EXERCISE OBJECTIVE: Which lines of the records below contain the word "NewLine"? Report each of them in full.

>>>>>

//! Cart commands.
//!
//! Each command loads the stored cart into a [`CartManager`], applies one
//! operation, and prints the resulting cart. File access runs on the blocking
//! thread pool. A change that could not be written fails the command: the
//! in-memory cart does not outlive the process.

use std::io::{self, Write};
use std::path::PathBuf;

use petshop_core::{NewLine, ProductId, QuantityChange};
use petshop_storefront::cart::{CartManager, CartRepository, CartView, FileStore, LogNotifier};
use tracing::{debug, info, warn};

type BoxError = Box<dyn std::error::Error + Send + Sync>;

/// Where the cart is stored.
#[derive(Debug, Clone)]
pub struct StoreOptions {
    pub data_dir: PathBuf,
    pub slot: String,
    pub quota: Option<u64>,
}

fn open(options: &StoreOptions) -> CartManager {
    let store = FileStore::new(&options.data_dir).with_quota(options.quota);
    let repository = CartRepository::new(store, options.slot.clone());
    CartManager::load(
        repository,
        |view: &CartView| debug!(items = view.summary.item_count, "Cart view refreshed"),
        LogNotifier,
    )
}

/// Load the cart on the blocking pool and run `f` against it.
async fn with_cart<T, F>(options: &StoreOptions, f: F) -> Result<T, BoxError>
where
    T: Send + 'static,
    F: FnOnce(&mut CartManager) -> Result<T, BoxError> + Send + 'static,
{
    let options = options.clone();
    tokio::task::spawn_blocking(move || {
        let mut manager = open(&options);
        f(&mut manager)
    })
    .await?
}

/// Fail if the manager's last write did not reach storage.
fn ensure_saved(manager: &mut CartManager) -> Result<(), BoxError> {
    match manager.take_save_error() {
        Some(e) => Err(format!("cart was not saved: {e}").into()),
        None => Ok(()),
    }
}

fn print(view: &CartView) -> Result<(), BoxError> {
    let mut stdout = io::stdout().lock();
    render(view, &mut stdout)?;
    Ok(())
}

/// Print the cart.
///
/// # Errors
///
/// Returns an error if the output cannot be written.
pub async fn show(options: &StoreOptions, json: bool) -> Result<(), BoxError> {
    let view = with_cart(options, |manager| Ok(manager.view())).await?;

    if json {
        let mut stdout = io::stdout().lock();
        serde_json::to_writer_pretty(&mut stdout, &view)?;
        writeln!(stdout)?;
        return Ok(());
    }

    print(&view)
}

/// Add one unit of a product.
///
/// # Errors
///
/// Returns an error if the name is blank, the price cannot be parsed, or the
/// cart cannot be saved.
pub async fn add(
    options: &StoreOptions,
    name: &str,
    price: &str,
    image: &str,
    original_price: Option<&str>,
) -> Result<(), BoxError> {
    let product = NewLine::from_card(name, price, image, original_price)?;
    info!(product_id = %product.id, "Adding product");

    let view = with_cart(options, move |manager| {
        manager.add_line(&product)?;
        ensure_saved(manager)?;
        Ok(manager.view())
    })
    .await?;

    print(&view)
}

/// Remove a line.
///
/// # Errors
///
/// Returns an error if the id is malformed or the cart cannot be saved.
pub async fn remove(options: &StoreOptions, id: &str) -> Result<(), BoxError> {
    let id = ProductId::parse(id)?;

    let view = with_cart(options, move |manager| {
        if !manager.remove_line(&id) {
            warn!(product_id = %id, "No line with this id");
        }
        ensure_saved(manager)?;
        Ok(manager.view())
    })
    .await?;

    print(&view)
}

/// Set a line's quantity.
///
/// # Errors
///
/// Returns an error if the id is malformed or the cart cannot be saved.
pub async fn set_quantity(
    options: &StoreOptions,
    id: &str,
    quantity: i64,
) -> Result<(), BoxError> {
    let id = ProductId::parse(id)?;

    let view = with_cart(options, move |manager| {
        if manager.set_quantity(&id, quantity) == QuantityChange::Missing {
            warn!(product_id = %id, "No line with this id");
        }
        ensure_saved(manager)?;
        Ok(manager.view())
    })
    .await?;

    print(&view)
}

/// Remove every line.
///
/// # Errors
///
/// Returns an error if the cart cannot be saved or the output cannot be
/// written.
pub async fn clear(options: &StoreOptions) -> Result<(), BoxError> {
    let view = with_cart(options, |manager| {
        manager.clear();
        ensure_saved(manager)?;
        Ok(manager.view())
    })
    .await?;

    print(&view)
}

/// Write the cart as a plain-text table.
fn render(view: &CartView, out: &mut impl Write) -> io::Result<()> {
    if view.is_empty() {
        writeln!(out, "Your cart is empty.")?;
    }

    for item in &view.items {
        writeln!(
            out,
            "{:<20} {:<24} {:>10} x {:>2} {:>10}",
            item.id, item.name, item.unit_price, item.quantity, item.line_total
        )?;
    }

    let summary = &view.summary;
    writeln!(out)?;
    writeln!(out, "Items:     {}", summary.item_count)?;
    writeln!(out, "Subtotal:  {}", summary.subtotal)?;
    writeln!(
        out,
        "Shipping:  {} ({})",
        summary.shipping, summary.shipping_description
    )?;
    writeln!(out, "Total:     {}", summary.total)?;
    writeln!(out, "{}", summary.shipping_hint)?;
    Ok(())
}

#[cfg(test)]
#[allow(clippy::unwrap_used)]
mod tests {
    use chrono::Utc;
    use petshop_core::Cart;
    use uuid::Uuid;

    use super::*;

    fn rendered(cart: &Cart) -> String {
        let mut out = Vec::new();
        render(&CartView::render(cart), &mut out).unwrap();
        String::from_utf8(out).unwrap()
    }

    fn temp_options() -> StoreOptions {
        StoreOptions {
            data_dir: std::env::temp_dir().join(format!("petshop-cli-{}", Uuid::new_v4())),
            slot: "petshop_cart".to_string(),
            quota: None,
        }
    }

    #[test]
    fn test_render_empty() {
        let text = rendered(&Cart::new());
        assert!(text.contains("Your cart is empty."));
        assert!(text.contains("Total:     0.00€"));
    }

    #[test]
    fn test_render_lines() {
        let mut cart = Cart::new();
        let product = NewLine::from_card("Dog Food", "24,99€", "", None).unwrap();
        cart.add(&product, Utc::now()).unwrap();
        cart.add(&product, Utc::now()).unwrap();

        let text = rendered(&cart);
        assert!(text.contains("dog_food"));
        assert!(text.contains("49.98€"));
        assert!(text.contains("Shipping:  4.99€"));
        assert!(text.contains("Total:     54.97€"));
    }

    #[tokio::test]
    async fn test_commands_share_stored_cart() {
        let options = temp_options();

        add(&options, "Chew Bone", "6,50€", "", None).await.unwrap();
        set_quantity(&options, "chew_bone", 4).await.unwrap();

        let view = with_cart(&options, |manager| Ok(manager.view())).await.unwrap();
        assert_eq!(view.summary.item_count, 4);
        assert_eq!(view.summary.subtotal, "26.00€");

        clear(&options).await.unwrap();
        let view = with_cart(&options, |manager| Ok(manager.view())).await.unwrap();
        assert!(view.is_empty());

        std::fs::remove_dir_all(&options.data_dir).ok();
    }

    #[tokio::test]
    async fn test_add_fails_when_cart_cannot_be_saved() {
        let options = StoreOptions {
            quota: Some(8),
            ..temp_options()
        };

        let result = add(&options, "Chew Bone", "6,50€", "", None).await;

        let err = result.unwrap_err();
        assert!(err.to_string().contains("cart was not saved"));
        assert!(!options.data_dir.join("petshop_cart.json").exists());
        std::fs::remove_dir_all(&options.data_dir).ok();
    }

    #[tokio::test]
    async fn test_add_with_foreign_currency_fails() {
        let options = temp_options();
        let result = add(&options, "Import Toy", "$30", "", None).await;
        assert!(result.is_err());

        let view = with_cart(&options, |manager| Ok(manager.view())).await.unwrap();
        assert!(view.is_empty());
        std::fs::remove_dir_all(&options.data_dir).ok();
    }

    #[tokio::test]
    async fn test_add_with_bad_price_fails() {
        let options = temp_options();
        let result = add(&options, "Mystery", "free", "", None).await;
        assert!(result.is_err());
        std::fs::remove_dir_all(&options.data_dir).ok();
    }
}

<<<<<
>>>>>

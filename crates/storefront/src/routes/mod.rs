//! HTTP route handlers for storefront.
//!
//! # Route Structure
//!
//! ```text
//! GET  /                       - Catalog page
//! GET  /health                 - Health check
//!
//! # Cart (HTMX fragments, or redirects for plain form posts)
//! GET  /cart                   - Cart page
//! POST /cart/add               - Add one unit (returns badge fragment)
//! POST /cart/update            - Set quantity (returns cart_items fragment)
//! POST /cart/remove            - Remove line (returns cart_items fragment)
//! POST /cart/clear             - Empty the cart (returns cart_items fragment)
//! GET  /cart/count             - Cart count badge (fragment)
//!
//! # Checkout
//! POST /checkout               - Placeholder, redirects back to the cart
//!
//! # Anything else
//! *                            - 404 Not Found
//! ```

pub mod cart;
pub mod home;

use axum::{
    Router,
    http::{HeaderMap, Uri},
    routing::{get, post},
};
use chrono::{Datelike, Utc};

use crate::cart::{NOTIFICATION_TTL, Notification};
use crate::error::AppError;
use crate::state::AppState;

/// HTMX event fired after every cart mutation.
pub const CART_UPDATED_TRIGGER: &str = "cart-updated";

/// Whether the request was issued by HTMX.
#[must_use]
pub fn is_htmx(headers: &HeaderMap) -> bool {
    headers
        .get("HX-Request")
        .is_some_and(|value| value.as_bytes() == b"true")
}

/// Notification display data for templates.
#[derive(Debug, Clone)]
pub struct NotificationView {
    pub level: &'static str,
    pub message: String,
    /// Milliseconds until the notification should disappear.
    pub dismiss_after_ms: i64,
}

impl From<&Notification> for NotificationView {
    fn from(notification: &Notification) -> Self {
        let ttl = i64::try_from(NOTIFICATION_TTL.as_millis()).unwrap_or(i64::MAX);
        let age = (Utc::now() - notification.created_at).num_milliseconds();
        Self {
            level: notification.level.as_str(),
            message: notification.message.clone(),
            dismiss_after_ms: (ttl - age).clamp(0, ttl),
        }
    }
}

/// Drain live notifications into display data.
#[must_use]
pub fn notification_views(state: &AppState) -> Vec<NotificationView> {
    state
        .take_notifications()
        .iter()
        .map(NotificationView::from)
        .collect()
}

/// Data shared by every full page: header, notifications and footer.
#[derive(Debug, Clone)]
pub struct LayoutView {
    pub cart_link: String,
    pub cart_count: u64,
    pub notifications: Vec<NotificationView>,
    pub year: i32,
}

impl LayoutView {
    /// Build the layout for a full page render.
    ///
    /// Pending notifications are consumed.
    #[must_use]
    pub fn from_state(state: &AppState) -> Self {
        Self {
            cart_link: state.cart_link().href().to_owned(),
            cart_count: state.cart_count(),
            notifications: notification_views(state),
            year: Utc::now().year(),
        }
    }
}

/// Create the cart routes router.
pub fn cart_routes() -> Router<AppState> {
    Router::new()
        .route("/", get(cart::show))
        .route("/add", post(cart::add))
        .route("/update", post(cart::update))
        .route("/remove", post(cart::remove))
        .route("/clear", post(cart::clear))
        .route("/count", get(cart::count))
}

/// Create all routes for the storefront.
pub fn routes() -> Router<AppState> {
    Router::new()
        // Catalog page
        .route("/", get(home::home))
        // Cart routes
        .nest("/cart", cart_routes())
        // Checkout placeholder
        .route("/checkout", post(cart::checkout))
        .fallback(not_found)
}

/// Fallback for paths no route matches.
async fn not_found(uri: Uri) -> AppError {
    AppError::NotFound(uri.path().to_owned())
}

<<<<<
>>>>>

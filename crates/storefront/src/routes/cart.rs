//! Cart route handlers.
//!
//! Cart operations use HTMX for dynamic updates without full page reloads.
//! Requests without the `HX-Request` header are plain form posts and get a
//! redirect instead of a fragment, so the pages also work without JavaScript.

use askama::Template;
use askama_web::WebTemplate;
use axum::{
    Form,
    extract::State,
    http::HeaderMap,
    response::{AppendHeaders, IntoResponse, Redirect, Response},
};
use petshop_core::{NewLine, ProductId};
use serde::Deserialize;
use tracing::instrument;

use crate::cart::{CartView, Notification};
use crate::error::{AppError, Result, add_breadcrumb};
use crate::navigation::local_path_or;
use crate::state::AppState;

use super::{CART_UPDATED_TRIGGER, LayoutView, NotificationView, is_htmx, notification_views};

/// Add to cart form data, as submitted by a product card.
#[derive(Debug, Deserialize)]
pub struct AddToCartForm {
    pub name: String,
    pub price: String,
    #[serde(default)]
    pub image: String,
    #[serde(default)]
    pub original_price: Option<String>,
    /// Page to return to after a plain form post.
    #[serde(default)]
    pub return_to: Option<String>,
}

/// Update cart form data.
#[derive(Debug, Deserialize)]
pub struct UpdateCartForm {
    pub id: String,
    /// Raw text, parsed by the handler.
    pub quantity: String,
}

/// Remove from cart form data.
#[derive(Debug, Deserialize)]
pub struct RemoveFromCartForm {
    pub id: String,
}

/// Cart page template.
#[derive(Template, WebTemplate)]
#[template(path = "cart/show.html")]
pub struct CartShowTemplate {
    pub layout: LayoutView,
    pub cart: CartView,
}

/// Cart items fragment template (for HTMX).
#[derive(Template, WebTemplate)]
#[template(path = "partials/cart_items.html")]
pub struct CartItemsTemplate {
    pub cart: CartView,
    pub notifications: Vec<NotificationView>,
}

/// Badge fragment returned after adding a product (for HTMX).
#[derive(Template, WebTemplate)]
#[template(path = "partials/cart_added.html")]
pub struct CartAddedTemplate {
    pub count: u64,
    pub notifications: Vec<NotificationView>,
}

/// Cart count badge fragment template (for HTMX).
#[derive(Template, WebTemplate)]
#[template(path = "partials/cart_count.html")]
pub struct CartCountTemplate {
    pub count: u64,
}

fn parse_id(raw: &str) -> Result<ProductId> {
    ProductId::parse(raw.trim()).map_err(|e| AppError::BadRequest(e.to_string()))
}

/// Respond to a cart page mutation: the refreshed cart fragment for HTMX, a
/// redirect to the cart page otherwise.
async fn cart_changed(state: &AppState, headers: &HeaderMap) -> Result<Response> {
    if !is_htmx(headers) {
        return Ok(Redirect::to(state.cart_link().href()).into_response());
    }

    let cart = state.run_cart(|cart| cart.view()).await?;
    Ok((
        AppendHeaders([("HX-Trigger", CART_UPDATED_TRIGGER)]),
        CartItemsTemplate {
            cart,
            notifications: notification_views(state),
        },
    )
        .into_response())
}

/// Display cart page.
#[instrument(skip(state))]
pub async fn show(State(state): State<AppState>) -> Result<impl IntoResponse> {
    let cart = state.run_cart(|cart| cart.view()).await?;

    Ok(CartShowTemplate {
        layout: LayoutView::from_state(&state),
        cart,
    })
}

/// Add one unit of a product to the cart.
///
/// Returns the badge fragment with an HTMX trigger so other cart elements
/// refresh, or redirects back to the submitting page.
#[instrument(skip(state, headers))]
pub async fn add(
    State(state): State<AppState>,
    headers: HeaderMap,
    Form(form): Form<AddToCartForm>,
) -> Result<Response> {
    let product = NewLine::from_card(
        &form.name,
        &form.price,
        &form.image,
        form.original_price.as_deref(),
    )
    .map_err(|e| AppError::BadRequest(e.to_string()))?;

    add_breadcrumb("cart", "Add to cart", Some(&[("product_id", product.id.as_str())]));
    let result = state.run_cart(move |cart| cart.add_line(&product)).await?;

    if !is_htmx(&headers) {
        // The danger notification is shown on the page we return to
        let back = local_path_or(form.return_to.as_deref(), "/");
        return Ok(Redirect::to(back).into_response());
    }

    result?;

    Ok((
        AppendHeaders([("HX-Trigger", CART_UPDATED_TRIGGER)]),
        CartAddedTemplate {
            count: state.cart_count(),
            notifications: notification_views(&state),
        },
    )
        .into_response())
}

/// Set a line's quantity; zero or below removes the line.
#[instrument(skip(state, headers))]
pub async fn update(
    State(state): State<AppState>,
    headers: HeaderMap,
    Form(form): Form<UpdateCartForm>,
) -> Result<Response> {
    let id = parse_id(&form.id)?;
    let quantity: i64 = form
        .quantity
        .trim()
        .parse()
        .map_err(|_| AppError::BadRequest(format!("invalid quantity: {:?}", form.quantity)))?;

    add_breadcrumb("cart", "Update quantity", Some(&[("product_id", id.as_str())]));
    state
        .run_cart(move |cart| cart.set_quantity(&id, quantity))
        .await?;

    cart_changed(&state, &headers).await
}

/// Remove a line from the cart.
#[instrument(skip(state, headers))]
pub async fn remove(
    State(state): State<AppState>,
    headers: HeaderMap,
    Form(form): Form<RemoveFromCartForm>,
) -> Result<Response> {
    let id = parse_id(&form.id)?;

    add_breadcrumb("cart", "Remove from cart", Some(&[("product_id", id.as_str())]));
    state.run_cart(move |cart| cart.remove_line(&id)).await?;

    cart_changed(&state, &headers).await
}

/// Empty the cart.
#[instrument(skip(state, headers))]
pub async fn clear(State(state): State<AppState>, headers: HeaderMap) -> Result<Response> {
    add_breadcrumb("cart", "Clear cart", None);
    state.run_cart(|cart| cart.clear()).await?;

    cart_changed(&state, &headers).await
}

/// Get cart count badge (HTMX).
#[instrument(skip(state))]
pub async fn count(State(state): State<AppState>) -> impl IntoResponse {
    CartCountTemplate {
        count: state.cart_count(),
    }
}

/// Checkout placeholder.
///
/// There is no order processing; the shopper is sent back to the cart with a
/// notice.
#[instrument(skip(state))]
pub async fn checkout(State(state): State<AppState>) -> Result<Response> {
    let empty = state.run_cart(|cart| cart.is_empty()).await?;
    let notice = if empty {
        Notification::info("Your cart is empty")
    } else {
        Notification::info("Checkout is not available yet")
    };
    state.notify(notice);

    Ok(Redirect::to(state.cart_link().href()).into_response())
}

<<<<<

RESULT FOR THIS TASK:
use petshop_core::{NewLine, ProductId, QuantityChange};
    let product = NewLine::from_card(name, price, image, original_price)?;
        let product = NewLine::from_card("Dog Food", "24,99€", "", None).unwrap();
use petshop_core::{NewLine, ProductId};
    let product = NewLine::from_card(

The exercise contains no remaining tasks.